Typing of Listeria monocytogenes isolates by random amplification of polymorphic DNA.

BACKGROUND & OBJECTIVES: Listeria monocytogenes is an important food-borne pathogen causing meningitis and septicaemia in newborns and immunocompromised persons, abortion and preterm labour in pregnant women. Though various methods are available for typing L. monocytogenes, RAPD analysis has been used for epidemiological purposes in developed countries due to its greater discriminating ability.
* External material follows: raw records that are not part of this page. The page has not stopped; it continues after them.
//! Expiring items read from a local JSON file.

use std::path::{Path, PathBuf};

use serde::Deserialize;
use thiserror::Error;
use tracing::debug;

use crate::domain::entities::ExpiringItem;

/// Items file failures.
#[derive(Debug, Error)]
pub enum InventoryError {
    /// The file could not be read.
    #[error("failed to read {path}: {source}")]
    Read {
        /// File that was requested.
        path: PathBuf,
        /// Underlying I/O failure.
        #[source]
        source: std::io::Error,
    },
    /// The file is not a valid items list.
    #[error("invalid items file {path}: {source}")]
    Parse {
        /// File that was read.
        path: PathBuf,
        /// Position and cause of the JSON error.
        #[source]
        source: serde_json::Error,
    },
}

/// Accepts a bare array or an `{ "items": [...] }` envelope.
#[derive(Deserialize)]
#[serde(untagged)]
enum ItemsFile {
    List(Vec<ExpiringItem>),
    Envelope { items: Vec<ExpiringItem> },
}

/// Loads the items listed in `path`.
///
/// # Errors
/// Returns `InventoryError` if the file cannot be read or parsed.
pub async fn load_items(path: &Path) -> Result<Vec<ExpiringItem>, InventoryError> {
    let content = tokio::fs::read_to_string(path)
        .await
        .map_err(|source| InventoryError::Read {
            path: path.to_path_buf(),
            source,
        })?;

    let items = match serde_json::from_str::<ItemsFile>(&content) {
        Ok(ItemsFile::List(items) | ItemsFile::Envelope { items }) => items,
        Err(source) => {
            return Err(InventoryError::Parse {
                path: path.to_path_buf(),
                source,
            });
        }
    };

    debug!(path = %path.display(), count = items.len(), "Items loaded");
    Ok(items)
}

#[cfg(test)]
mod tests {
    use super::*;
    use tempfile::tempdir;

    #[tokio::test]
    async fn test_load_bare_array() {
        let dir = tempdir().unwrap();
        let path = dir.path().join("items.json");
        std::fs::write(
            &path,
            r#"[{"_id": "1", "name": "Milk", "expiryDate": "2024-03-08"}]"#,
        )
        .unwrap();

        let items = load_items(&path).await.unwrap();

        assert_eq!(items.len(), 1);
        assert_eq!(items[0].id, "1");
        assert_eq!(items[0].name, "Milk");
    }

    #[tokio::test]
    async fn test_load_envelope() {
        let dir = tempdir().unwrap();
        let path = dir.path().join("items.json");
        std::fs::write(
            &path,
            r#"{"items": [{"id": "7", "name": "Eggs", "expiryDate": "2024-03-11"}]}"#,
        )
        .unwrap();

        let items = load_items(&path).await.unwrap();

        assert_eq!(items[0].id, "7");
    }

    #[tokio::test]
    async fn test_missing_file() {
        let dir = tempdir().unwrap();

        let err = load_items(&dir.path().join("nope.json")).await.unwrap_err();

        assert!(matches!(err, InventoryError::Read { .. }));
    }

    #[tokio::test]
    async fn test_malformed_file() {
        let dir = tempdir().unwrap();
        let path = dir.path().join("items.json");
        std::fs::write(&path, "[{\"name\": 1}]").unwrap();

        let err = load_items(&path).await.unwrap_err();

        assert!(matches!(err, InventoryError::Parse { .. }));
    }
}
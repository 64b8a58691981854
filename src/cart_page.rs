//! Cart page: full re-render of the persisted cart with per-line controls,
//! the `(action, index)` edit protocol, and the checkout hand-off.

use cart::{
    checkout::{self, CheckoutOutcome},
    format::{escape_html, format_naira},
    model::{Cart, Command},
    store::{CartStore, Storage},
};

/// Renders the whole cart; no incremental diffing, carts are small. The
/// checkout control is disabled while the cart is empty.
pub fn render(cart: &Cart) -> String {
    if cart.is_empty() {
        return String::from(
            "<div id=\"cart-items\"><p>Your cart is empty.</p></div>\n\
             <p>Total: ₦<span id=\"cart-total\">0</span></p>\n\
             <button id=\"checkout-btn\" disabled>Checkout</button>",
        );
    }

    let mut page = String::from("<div id=\"cart-items\">\n");

    for (idx, line) in cart.lines().iter().enumerate() {
        page.push_str(&format!(
            "<div class=\"cart-item\">\
             <p><strong>{}</strong></p>\
             <p>₦{} × {} = ₦{}</p>\
             <div class=\"cart-actions\">\
             <button data-action=\"dec\" data-idx=\"{idx}\">-</button>\
             <button data-action=\"inc\" data-idx=\"{idx}\">+</button>\
             <button data-action=\"remove\" data-idx=\"{idx}\">Remove</button>\
             </div></div>\n",
            escape_html(&line.name),
            format_naira(line.unit_price),
            line.quantity,
            format_naira(line.subtotal()),
        ));
    }

    page.push_str(&format!(
        "</div>\n<p>Total: ₦<span id=\"cart-total\">{}</span></p>\n\
         <button id=\"checkout-btn\">Checkout</button>",
        format_naira(cart.total())
    ));
    page
}

/// One atomic edit step: load, apply, persist. The returned cart is exactly
/// what was persisted, so the caller's re-render never shows intermediate
/// state. A rejected command (bad index) skips the write.
pub fn edit<S: Storage>(store: &CartStore<S>, command: Command) -> Cart {
    let mut cart = store.load();
    if cart.apply(command) {
        store.save(&cart);
    }
    cart
}

/// Checkout re-reads the store rather than using any in-memory copy, to pick
/// up edits made in the other page context since this page rendered.
pub fn checkout_flow<S: Storage>(store: &CartStore<S>, wa_number: &str) -> CheckoutOutcome {
    let cart = store.load();
    checkout::checkout(&cart, wa_number)
}
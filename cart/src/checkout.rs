//! Order hand-off: the cart serialized as a human-readable message, embedded
//! in a WhatsApp URL for the merchant number.

use percent_encoding::{AsciiSet, NON_ALPHANUMERIC, utf8_percent_encode};

use crate::{
    format::format_naira,
    model::{Cart, DEFAULT_NAME},
};

pub const MESSAGING_DOMAIN: &str = "https://wa.me";

/// Everything `encodeURIComponent` escapes: non-alphanumerics except
/// `- _ . ! ~ * ' ( )`.
const COMPONENT: &AsciiSet = &NON_ALPHANUMERIC
    .remove(b'-')
    .remove(b'_')
    .remove(b'.')
    .remove(b'!')
    .remove(b'~')
    .remove(b'*')
    .remove(b'\'')
    .remove(b'(')
    .remove(b')');

/// What the checkout action produced. The presentation layer decides how to
/// surface `EmptyCart` (modal, toast, log); the core only reports it.
#[derive(Debug, Clone, PartialEq, Eq)]
pub enum CheckoutOutcome {
    /// Nothing to purchase; no hand-off URL is built.
    EmptyCart,
    Ready { message: String, url: String },
}

/// Deterministic order text: greeting, one line per cart entry in cart
/// order, the total, and blank buyer fields. Same cart, same text.
pub fn order_message(cart: &Cart) -> String {
    let mut message = String::from("Hi, I would like to purchase:\n");

    for line in cart.lines() {
        let name = if line.name.is_empty() { DEFAULT_NAME } else { &line.name };
        message.push_str(&format!(
            "- {name} x{} (₦{})\n",
            line.quantity,
            format_naira(line.subtotal())
        ));
    }

    message.push_str(&format!("Total: ₦{}\n\nName:\nPhone:", format_naira(cart.total())));
    message
}

pub fn handoff_url(wa_number: &str, message: &str) -> String {
    format!(
        "{MESSAGING_DOMAIN}/{}?text={}",
        utf8_percent_encode(wa_number, COMPONENT),
        utf8_percent_encode(message, COMPONENT)
    )
}

/// Builds the hand-off for `cart`, which the caller should re-`load` fresh
/// immediately beforehand to pick up edits from the other page context.
pub fn checkout(cart: &Cart, wa_number: &str) -> CheckoutOutcome {
    if cart.is_empty() {
        return CheckoutOutcome::EmptyCart;
    }

    let message = order_message(cart);
    let url = handoff_url(wa_number, &message);

    CheckoutOutcome::Ready { message, url }
}
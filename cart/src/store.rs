//! # Persisted store
//!
//! One named textual record (key `"cart"`) on a narrow key-value boundary.
//! Two independent page contexts read and write it with no locking, so the
//! record is never trusted: every [`CartStore::load`] normalizes whatever it
//! finds, and both `load` and [`CartStore::save`] degrade instead of failing.
//! The worst case is an empty or stale cart, never a crash.

use std::{
    cell::RefCell,
    collections::HashMap,
    fs,
    io::ErrorKind,
    path::{Path, PathBuf},
};

use tracing::warn;

use crate::{
    error::StoreError,
    model::{Cart, RawLine},
};

pub const CART_KEY: &str = "cart";

/// The key-value boundary the cart depends on. Implemented by the on-disk
/// store and by an in-memory fake for tests.
pub trait Storage {
    fn read(&self, key: &str) -> Result<Option<String>, StoreError>;
    fn write(&self, key: &str, value: &str) -> Result<(), StoreError>;
}

/// File-per-key store under a local data directory.
pub struct LocalStore {
    dir: PathBuf,
}

impl LocalStore {
    pub fn open(dir: impl AsRef<Path>) -> Result<Self, StoreError> {
        let dir = dir.as_ref().to_path_buf();
        fs::create_dir_all(&dir)?;

        Ok(Self { dir })
    }

    fn record_path(&self, key: &str) -> PathBuf {
        self.dir.join(format!("{key}.json"))
    }
}

impl Storage for LocalStore {
    fn read(&self, key: &str) -> Result<Option<String>, StoreError> {
        match fs::read_to_string(self.record_path(key)) {
            Ok(raw) => Ok(Some(raw)),
            Err(e) if e.kind() == ErrorKind::NotFound => Ok(None),
            Err(e) => Err(e.into()),
        }
    }

    fn write(&self, key: &str, value: &str) -> Result<(), StoreError> {
        Ok(fs::write(self.record_path(key), value)?)
    }
}

/// In-memory fake of the storage boundary.
#[derive(Debug, Default)]
pub struct MemoryStore {
    records: RefCell<HashMap<String, String>>,
}

impl MemoryStore {
    pub fn with_record(key: &str, value: &str) -> Self {
        let store = Self::default();
        store.records.borrow_mut().insert(key.to_string(), value.to_string());
        store
    }
}

impl Storage for MemoryStore {
    fn read(&self, key: &str) -> Result<Option<String>, StoreError> {
        Ok(self.records.borrow().get(key).cloned())
    }

    fn write(&self, key: &str, value: &str) -> Result<(), StoreError> {
        self.records.borrow_mut().insert(key.to_string(), value.to_string());
        Ok(())
    }
}

pub struct CartStore<S: Storage> {
    storage: S,
}

impl<S: Storage> CartStore<S> {
    pub fn new(storage: S) -> Self {
        Self { storage }
    }

    /// Reads and normalizes the persisted cart. Absence, unreadable storage,
    /// parse failure and non-array shapes all degrade to an empty cart with a
    /// warning; a malformed element degrades to a default line.
    pub fn load(&self) -> Cart {
        let raw = match self.storage.read(CART_KEY) {
            Ok(Some(raw)) => raw,
            Ok(None) => return Cart::default(),
            Err(e) => {
                warn!("Failed to read cart record: {e}");
                return Cart::default();
            }
        };

        let parsed: serde_json::Value = match serde_json::from_str(&raw) {
            Ok(parsed) => parsed,
            Err(e) => {
                warn!("Failed to parse cart record, resetting: {e}");
                return Cart::default();
            }
        };

        let serde_json::Value::Array(items) = parsed else {
            warn!("Cart record is not an array, resetting");
            return Cart::default();
        };

        items
            .into_iter()
            .map(|item| serde_json::from_value::<RawLine>(item).unwrap_or_default().normalize())
            .collect()
    }

    /// Writes the cart back. A failing write is logged and swallowed; the
    /// in-memory cart stays authoritative for the rest of the page lifetime.
    pub fn save(&self, cart: &Cart) {
        let encoded = match serde_json::to_string(cart) {
            Ok(encoded) => encoded,
            Err(e) => {
                warn!("Failed to encode cart record: {e}");
                return;
            }
        };

        if let Err(e) = self.storage.write(CART_KEY, &encoded) {
            warn!("Failed to save cart record: {e}");
        }
    }
}

#[cfg(test)]
mod tests {
    use std::io;

    use super::{CART_KEY, CartStore, LocalStore, MemoryStore, Storage};
    use crate::{error::StoreError, model::Command};

    /// Storage whose writes always fail, for the quota/unavailability path.
    struct ReadOnlyStore(MemoryStore);

    impl Storage for ReadOnlyStore {
        fn read(&self, key: &str) -> Result<Option<String>, StoreError> {
            self.0.read(key)
        }

        fn write(&self, _key: &str, _value: &str) -> Result<(), StoreError> {
            Err(StoreError::Io(io::Error::new(io::ErrorKind::StorageFull, "quota exceeded")))
        }
    }

    #[test]
    fn test_load_missing_record() {
        let store = CartStore::new(MemoryStore::default());
        assert!(store.load().is_empty());
    }

    #[test]
    fn test_load_unparsable_record() {
        let store = CartStore::new(MemoryStore::with_record(CART_KEY, "definitely not json"));
        assert!(store.load().is_empty());
    }

    #[test]
    fn test_load_non_array_record() {
        let store = CartStore::new(MemoryStore::with_record(CART_KEY, r#"{"key":"casio"}"#));
        assert!(store.load().is_empty());
    }

    #[test]
    fn test_load_normalizes_every_element() {
        let raw = r#"[
            {"key":"casio","name":"Casio Classic","unitPrice":55000,"quantity":2},
            42,
            {"quantity":"-3","unitPrice":null}
        ]"#;
        let store = CartStore::new(MemoryStore::with_record(CART_KEY, raw));

        let cart = store.load();
        assert_eq!(cart.len(), 3);
        assert_eq!(cart.lines()[0].quantity, 2);
        assert_eq!(cart.lines()[1].name, "Item");
        assert_eq!(cart.lines()[2].quantity, 1);
        assert_eq!(cart.total(), 110_000);
    }

    #[test]
    fn test_well_formed_record_round_trips_losslessly() {
        let raw = r#"[{"key":"casio","name":"Casio Classic","unitPrice":55000,"quantity":2}]"#;
        let storage = MemoryStore::with_record(CART_KEY, raw);
        let store = CartStore::new(storage);

        let cart = store.load();
        store.save(&cart);

        assert_eq!(store.storage.read(CART_KEY).unwrap().unwrap(), raw);
    }

    #[test]
    fn test_save_failure_is_swallowed() {
        let storage = ReadOnlyStore(MemoryStore::with_record(
            CART_KEY,
            r#"[{"key":"casio","name":"Casio Classic","unitPrice":55000,"quantity":1}]"#,
        ));
        let store = CartStore::new(storage);

        let mut cart = store.load();
        assert!(cart.apply(Command::Increment(0)));
        store.save(&cart);

        // In-memory state is authoritative even though the write was lost.
        assert_eq!(cart.lines()[0].quantity, 2);
        assert_eq!(store.load().lines()[0].quantity, 1);
    }

    #[test]
    fn test_two_page_contexts_share_one_record() {
        let dir = tempfile::tempdir().unwrap();

        // Detail-page context adds, cart-page context reads it back.
        let detail = CartStore::new(LocalStore::open(dir.path()).unwrap());
        let mut cart = detail.load();
        cart.add_or_merge("casio", "Casio Classic", 55_000);
        detail.save(&cart);

        let cart_page = CartStore::new(LocalStore::open(dir.path()).unwrap());
        let seen = cart_page.load();
        assert_eq!(seen.len(), 1);
        assert_eq!(seen.lines()[0].name, "Casio Classic");
    }
}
However, as there are no published reports from India on the typing of L. monocytogenes by RAPD technique the present study was undertaken to type isolates of L. monocytogenes from clinical, food and veterinary samples.

METHODS

Isolates of L. monocytogenes were subjected to RAPD using four decamer random primers R1, R2, R3 and R4. Amplified products were analysed by agarose gel electrophoresis.

RESULTS

Eight strains of L. monocytogenes on RAPD analysis generated 4 distinct profiles each with R1 and R4 primers and 3 different profiles with R2 and R3 primers. The isolates from fish, clinical and veterinary samples showed different profiles with respect to each other. Isolate from flat fish (serovar 4) showed a different profile from that of clams (serovar 1). Two isolates from placenta (serovar 1) showed similar profiles and all the isolates from veterinary samples generated similar profiles.

INTERPRETATION & CONCLUSION: RAPD analysis in the present study allowed discrimination of isolates among the same serotype but from different sources. Since RAPD is a rapid technique and offers greater discrimination of strains, this method may be used for typing L. monocytogenes in India.